In general, the micelles present in the duodenum measure approximately 14 μm to 33 μm in diameter.

The distribution of the fats in food into micelles actually mainly provides an augmented surface area for the enzyme pancreatic lipase to work on. In fact, this enzyme digests the triglycerides and has the aptitude to reach the fatty interior by means of the gaps present between the bile salts. The digestive process involves breaking down a triglyceride into two fatty acids as well as a monoglyceride, which are all soaked up by the villi (one of the tiny finger-like projections on specific membranes, like in the intestine) present on the walls of the intestine. Once the fatty acids are transferred through the intestinal membranes, they are restructured into triglycerides and subsequently absorbed into the lymphatic system (a network of blood vessels, tissues and organs in vertebrates that facilitates the body to control fluid equilibrium as well as combat infection) by means of the lacteals (any lymphatic vessel passing on chyle from the small intestine to the thoracic duct). In the absence of the bile salts, most of the lipids present in the ingested food would remain undigested and pass out in feces.
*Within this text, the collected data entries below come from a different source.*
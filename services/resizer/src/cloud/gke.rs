use super::{execute, CloudError, NodePoolService};
use async_trait::async_trait;
use log::info;
use reqwest::Client;
use serde_json::{json, Value};

/// GKE `projects.locations.clusters.nodePools` client bound to one cluster.
pub struct GkeClient {
    http: Client,
    token: String,
    endpoint: String,
    cluster_path: String,
}

impl GkeClient {
    pub fn new(http: Client, token: String, endpoint: &str, cluster_path: String) -> Self {
        Self {
            http,
            token,
            endpoint: endpoint.trim_end_matches('/').to_string(),
            cluster_path,
        }
    }

    fn node_pool_name(&self, node_pool: &str) -> String {
        format!("{}/nodePools/{}", self.cluster_path, node_pool)
    }

    fn set_size_url(&self, node_pool: &str) -> String {
        format!("{}/v1/{}:setSize", self.endpoint, self.node_pool_name(node_pool))
    }

}

fn set_size_body(node_count: i64) -> Value {
    json!({ "nodeCount": node_count })
}

#[async_trait]
impl NodePoolService for GkeClient {
    async fn set_node_pool_size(&self, node_pool: &str, node_count: i64) -> Result<Value, CloudError> {
        info!(
            "Setting node pool '{}' size to {} nodes",
            self.node_pool_name(node_pool),
            node_count
        );

        let request = self
            .http
            .post(self.set_size_url(node_pool))
            .bearer_auth(&self.token)
            .json(&set_size_body(node_count));

        execute(request).await
    }
}
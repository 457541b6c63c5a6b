use std::path::PathBuf;

/// Result type alias for the library
pub type Result<T> = std::result::Result<T, Error>;

/// Error types for the library boundary (document loading and argument handling)
#[derive(Debug)]
pub enum Error {
    IoError(std::io::Error),
    ParseError { file: PathBuf, message: String },
    InvalidArgument(String),
    UnsupportedVersion(String),
}

impl std::fmt::Display for Error {
    fn fmt(&self, f: &mut std::fmt::Formatter) -> std::fmt::Result {
        match self {
            Error::IoError(e) => write!(f, "IO error: {}", e),
            Error::ParseError { file, message } => {
                write!(f, "Failed to parse {}: {}", file.display(), message)
            }
            Error::InvalidArgument(msg) => write!(f, "Invalid argument: {}", msg),
            Error::UnsupportedVersion(version) => {
                write!(f, "Unsupported document version '{}', expected OpenAPI 3.x", version)
            }
        }
    }
}

impl std::error::Error for Error {
    fn source(&self) -> Option<&(dyn std::error::Error + 'static)> {
        match self {
            Error::IoError(e) => Some(e),
            _ => None,
        }
    }
}

impl From<std::io::Error> for Error {
    fn from(err: std::io::Error) -> Self {
        Error::IoError(err)
    }
}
As bile helps to facilitates fat absorption by the body, it also forms a vital part of the absorption of substances that are soluble in fats - for instance, vitamins A, D, E and K. In addition to the digestive function of bile, it also functions as the way to excrete bilirubin - a spin-off of red blood cells (RBC) that are reprocessed by the liver. Bilirubin is derived from haemoglobin through a process called glucuronidation.

Besides, bile, which is alkaline by nature, also serves in counterbalancing excessive stomach acid before it is able to enter the ileum - the third and last division of the small intestine. Additionally, the bile salts also function as bactericides and help to eliminate several microorganisms that may be present in the food.

Any imbalance in the elements that make up bile - for instance, bilirubin, bile salts and cholesterol, results in the formation of gallstones. Generally, cholesterol is maintained in liquid form owing to the dissolving actions of the bile salts - an enhanced amount of cholesterol in the bile beats the capacity of the bile salts to dissolve and results in the development of cholesterol gallstones. Likewise, any shortage of bile salts also helps the formation of gallstone.

On the other hand, pigment or color gallstone is often related to chronic infection in the bile, particularly in some Asian nations wherein parasitic contagion of the bile duct is widespread. People who have been enduring ailments related to blood that result in unwarranted disintegration of the red blood cells may also possess augmented amounts of bilirubin (a product of red blood cell breakdown) in the bile. This, in turn, results in the formation of bilirubin gallstone.